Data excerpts

——————————

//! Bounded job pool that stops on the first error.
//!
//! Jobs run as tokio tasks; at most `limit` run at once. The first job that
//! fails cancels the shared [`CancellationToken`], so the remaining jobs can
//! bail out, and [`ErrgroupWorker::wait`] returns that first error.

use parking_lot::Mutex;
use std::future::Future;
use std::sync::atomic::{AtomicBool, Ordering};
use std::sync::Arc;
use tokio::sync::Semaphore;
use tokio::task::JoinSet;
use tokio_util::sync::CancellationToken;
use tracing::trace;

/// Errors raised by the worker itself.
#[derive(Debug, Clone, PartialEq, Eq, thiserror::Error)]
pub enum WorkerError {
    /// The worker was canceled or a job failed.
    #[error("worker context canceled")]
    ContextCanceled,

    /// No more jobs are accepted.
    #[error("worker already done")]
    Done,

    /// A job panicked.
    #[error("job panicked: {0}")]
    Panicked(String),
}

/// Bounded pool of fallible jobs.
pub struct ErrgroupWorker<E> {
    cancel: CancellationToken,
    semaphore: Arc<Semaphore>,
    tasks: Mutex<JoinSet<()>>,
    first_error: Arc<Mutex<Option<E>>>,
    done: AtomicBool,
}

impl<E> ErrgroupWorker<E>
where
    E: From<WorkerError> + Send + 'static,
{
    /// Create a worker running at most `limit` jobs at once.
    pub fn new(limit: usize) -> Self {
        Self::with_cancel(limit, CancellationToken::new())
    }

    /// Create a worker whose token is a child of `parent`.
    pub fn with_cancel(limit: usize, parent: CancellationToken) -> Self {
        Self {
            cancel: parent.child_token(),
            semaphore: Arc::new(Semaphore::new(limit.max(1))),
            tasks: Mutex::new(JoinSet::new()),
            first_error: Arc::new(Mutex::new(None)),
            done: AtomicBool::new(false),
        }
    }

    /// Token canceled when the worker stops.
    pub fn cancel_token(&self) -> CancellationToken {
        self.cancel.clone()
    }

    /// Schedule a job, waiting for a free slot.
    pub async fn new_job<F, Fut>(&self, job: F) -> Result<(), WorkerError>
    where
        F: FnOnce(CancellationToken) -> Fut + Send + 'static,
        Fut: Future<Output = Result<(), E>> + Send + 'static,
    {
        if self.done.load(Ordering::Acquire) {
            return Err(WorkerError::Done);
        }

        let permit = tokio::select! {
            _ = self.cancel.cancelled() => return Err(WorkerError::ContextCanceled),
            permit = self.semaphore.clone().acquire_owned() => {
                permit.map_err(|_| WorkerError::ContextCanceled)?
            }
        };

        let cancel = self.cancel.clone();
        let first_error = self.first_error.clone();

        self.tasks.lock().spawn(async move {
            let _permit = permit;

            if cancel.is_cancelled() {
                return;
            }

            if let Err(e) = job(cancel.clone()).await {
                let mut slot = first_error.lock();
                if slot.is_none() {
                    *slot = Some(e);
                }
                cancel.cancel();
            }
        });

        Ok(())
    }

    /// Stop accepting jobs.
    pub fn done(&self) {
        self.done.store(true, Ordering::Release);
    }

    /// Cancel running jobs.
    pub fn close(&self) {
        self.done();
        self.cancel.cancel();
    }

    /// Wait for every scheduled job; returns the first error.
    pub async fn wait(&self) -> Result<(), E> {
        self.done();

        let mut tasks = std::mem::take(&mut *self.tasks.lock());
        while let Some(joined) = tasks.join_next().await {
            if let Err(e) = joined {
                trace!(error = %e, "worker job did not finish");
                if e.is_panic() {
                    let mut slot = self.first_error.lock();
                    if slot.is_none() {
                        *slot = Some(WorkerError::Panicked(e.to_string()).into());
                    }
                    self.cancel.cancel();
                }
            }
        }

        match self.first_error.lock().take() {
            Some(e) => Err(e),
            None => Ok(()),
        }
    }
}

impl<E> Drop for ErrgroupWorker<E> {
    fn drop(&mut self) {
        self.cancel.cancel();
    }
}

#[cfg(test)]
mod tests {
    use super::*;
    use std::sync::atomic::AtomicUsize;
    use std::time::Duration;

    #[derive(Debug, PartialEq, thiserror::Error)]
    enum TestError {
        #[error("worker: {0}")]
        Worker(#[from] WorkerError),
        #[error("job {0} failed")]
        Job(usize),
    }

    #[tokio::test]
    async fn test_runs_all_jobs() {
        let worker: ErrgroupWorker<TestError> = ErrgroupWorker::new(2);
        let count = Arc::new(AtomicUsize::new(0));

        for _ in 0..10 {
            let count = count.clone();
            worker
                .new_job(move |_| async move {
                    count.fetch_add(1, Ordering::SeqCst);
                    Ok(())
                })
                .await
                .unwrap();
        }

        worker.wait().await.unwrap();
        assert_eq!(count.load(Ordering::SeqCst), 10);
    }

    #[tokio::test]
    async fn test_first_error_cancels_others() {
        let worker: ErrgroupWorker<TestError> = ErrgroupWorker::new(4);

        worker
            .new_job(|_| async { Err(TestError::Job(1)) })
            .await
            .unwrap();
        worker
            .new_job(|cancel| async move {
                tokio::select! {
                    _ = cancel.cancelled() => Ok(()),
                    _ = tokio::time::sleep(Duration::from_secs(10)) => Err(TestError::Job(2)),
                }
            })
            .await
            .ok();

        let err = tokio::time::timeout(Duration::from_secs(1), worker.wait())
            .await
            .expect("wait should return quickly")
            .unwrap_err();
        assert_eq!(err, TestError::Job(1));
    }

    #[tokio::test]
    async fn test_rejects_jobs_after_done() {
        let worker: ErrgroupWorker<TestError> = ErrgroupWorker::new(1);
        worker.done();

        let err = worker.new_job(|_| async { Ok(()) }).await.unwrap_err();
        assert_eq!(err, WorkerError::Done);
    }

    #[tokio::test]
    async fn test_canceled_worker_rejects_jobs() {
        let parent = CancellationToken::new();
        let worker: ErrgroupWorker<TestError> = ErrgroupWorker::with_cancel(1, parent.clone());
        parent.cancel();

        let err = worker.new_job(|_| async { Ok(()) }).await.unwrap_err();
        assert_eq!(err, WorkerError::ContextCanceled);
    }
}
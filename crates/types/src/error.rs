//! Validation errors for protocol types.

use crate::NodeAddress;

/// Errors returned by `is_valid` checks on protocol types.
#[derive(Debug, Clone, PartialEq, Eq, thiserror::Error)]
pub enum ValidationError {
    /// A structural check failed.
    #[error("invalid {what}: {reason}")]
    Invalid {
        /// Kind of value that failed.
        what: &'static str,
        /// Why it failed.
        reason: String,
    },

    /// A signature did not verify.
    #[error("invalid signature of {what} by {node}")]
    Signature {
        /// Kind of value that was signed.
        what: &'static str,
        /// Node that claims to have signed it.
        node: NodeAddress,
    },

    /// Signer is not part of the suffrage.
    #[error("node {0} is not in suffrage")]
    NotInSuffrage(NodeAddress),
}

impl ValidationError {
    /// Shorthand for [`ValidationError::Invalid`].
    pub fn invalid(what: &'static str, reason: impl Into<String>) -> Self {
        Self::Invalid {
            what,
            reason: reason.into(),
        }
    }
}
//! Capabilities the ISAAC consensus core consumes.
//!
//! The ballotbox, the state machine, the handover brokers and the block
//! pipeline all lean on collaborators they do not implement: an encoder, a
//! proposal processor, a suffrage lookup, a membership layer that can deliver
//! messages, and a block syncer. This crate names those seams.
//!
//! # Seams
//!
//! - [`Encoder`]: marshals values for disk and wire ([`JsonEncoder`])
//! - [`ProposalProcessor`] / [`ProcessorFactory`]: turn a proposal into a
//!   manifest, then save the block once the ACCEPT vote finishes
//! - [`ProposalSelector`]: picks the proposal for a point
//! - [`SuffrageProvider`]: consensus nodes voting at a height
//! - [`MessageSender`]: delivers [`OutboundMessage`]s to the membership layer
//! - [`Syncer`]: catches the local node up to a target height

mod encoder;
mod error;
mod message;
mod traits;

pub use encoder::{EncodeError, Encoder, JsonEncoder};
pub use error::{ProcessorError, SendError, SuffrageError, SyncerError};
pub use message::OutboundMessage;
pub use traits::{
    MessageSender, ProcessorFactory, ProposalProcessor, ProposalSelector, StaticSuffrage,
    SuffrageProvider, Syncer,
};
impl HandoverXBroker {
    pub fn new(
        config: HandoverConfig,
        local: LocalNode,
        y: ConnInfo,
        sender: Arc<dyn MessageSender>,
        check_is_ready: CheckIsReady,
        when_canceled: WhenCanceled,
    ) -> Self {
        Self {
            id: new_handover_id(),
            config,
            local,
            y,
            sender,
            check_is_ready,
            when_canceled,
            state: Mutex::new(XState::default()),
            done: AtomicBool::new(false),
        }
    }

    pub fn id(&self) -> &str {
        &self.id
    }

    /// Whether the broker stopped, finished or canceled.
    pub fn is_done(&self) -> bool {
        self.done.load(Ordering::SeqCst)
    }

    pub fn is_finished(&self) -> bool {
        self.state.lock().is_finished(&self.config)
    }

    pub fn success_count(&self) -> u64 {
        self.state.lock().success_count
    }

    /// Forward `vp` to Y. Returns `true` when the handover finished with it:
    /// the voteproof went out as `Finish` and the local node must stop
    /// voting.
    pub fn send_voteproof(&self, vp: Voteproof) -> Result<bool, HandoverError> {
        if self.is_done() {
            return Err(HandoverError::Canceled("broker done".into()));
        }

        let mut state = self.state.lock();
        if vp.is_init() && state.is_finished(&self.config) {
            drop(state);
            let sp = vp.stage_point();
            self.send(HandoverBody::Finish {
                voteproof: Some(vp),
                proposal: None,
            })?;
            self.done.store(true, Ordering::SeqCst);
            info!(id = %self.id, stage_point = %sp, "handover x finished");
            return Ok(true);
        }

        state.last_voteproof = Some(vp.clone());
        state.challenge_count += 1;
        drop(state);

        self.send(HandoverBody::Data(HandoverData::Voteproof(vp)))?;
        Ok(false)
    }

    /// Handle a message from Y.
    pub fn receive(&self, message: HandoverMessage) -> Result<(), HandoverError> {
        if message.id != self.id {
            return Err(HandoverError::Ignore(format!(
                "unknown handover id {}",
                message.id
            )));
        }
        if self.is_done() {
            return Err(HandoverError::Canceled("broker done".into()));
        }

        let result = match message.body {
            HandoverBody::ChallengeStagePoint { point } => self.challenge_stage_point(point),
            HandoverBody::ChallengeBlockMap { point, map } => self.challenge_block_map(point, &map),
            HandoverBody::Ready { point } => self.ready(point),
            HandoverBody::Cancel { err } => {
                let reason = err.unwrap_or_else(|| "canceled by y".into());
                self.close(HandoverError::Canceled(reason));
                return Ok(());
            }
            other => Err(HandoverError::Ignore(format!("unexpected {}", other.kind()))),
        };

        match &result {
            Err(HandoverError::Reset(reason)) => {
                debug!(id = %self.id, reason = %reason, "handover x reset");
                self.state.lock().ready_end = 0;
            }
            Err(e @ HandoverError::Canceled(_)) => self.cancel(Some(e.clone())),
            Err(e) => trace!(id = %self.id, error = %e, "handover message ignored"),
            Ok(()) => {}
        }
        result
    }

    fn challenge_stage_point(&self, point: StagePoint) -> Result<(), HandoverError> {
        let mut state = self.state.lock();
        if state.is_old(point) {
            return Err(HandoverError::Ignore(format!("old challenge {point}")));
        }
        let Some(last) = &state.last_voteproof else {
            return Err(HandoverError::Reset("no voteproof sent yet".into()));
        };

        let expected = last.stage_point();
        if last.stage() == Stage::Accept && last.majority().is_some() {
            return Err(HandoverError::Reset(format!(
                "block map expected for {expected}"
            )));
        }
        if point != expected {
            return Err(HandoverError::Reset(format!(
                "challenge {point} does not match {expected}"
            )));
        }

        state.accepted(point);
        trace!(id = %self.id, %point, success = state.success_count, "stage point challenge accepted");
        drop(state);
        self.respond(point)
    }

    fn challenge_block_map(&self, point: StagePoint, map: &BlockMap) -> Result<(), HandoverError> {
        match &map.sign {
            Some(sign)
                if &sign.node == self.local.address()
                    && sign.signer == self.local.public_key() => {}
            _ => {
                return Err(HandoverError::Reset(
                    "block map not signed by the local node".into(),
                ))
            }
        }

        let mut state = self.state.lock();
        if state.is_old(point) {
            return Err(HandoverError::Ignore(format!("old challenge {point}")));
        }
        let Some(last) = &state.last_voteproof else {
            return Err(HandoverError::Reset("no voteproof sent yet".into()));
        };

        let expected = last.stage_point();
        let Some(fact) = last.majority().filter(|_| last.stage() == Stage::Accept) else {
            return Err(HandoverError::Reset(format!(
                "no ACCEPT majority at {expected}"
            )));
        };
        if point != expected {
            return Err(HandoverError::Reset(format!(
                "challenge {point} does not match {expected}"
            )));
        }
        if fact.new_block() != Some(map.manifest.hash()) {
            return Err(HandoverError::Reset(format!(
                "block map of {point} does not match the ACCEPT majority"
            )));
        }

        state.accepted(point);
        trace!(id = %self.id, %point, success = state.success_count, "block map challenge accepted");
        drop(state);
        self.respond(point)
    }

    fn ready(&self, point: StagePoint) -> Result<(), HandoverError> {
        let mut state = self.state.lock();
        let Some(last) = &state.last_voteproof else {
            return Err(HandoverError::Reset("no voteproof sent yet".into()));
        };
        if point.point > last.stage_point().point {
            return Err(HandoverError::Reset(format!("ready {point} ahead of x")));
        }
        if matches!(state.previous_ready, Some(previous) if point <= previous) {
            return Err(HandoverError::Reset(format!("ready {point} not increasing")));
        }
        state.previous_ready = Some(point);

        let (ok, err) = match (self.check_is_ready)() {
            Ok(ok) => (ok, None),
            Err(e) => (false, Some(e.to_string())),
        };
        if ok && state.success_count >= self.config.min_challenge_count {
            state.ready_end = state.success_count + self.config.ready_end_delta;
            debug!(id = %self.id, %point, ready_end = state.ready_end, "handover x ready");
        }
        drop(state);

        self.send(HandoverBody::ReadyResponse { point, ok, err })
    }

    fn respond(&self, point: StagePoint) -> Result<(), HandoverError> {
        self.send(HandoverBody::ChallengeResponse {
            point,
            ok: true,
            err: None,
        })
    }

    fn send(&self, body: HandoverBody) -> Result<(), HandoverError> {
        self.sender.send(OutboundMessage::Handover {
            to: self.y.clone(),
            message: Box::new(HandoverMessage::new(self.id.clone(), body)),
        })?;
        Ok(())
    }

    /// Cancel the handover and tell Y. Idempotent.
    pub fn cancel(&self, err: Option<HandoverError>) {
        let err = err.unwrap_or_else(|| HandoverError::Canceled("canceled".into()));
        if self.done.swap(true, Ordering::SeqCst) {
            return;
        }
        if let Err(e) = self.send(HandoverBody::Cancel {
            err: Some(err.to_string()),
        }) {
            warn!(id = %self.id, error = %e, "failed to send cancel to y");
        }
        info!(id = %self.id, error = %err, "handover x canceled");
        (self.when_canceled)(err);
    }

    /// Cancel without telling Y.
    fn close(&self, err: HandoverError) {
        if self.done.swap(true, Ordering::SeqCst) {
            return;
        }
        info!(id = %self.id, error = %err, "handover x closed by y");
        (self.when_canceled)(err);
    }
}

——————————

*EXERCISE DIRECTIONS*. Pull out every line of the entries that includes the word "take".

*SOLUTION TO THIS EXERCISE*.
        let mut tasks = std::mem::take(&mut *self.tasks.lock());
        match self.first_error.lock().take() {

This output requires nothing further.